----- Supplied data -----

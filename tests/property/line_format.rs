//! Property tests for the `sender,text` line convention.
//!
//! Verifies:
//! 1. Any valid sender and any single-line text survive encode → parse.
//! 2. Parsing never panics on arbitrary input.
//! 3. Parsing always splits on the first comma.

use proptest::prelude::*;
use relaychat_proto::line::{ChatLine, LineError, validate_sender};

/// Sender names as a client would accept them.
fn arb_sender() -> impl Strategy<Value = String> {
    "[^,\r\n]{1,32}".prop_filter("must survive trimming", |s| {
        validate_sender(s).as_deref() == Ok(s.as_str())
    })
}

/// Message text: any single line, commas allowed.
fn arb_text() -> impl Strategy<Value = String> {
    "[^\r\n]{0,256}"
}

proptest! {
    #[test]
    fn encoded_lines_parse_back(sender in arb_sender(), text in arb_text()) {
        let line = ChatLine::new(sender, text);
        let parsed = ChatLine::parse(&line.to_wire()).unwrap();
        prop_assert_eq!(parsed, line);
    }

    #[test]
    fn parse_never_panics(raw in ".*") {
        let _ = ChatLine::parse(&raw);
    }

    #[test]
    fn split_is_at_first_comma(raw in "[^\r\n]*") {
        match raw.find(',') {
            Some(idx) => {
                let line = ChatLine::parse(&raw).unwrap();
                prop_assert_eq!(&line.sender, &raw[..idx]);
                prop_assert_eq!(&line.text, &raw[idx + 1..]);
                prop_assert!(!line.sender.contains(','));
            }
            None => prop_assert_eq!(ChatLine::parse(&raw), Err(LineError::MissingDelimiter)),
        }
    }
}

-----

What is needed: Starting at the first line of the data above, please restate word for word every line up to and including the one that holds "fn split_is_at_first_comma(raw in", and add nothing else.

Result:
filename tests/property/line_format.rs
//! Property tests for the `sender,text` line convention.
//!
//! Verifies:
//! 1. Any valid sender and any single-line text survive encode → parse.
//! 2. Parsing never panics on arbitrary input.
//! 3. Parsing always splits on the first comma.

use proptest::prelude::*;
use relaychat_proto::line::{ChatLine, LineError, validate_sender};

/// Sender names as a client would accept them.
fn arb_sender() -> impl Strategy<Value = String> {
    "[^,\r\n]{1,32}".prop_filter("must survive trimming", |s| {
        validate_sender(s).as_deref() == Ok(s.as_str())
    })
}

/// Message text: any single line, commas allowed.
fn arb_text() -> impl Strategy<Value = String> {
    "[^\r\n]{0,256}"
}

proptest! {
    #[test]
    fn encoded_lines_parse_back(sender in arb_sender(), text in arb_text()) {
        let line = ChatLine::new(sender, text);
        let parsed = ChatLine::parse(&line.to_wire()).unwrap();
        prop_assert_eq!(parsed, line);
    }

    #[test]
    fn parse_never_panics(raw in ".*") {
        let _ = ChatLine::parse(&raw);
    }

    #[test]
    fn split_is_at_first_comma(raw in "[^\r\n]*") {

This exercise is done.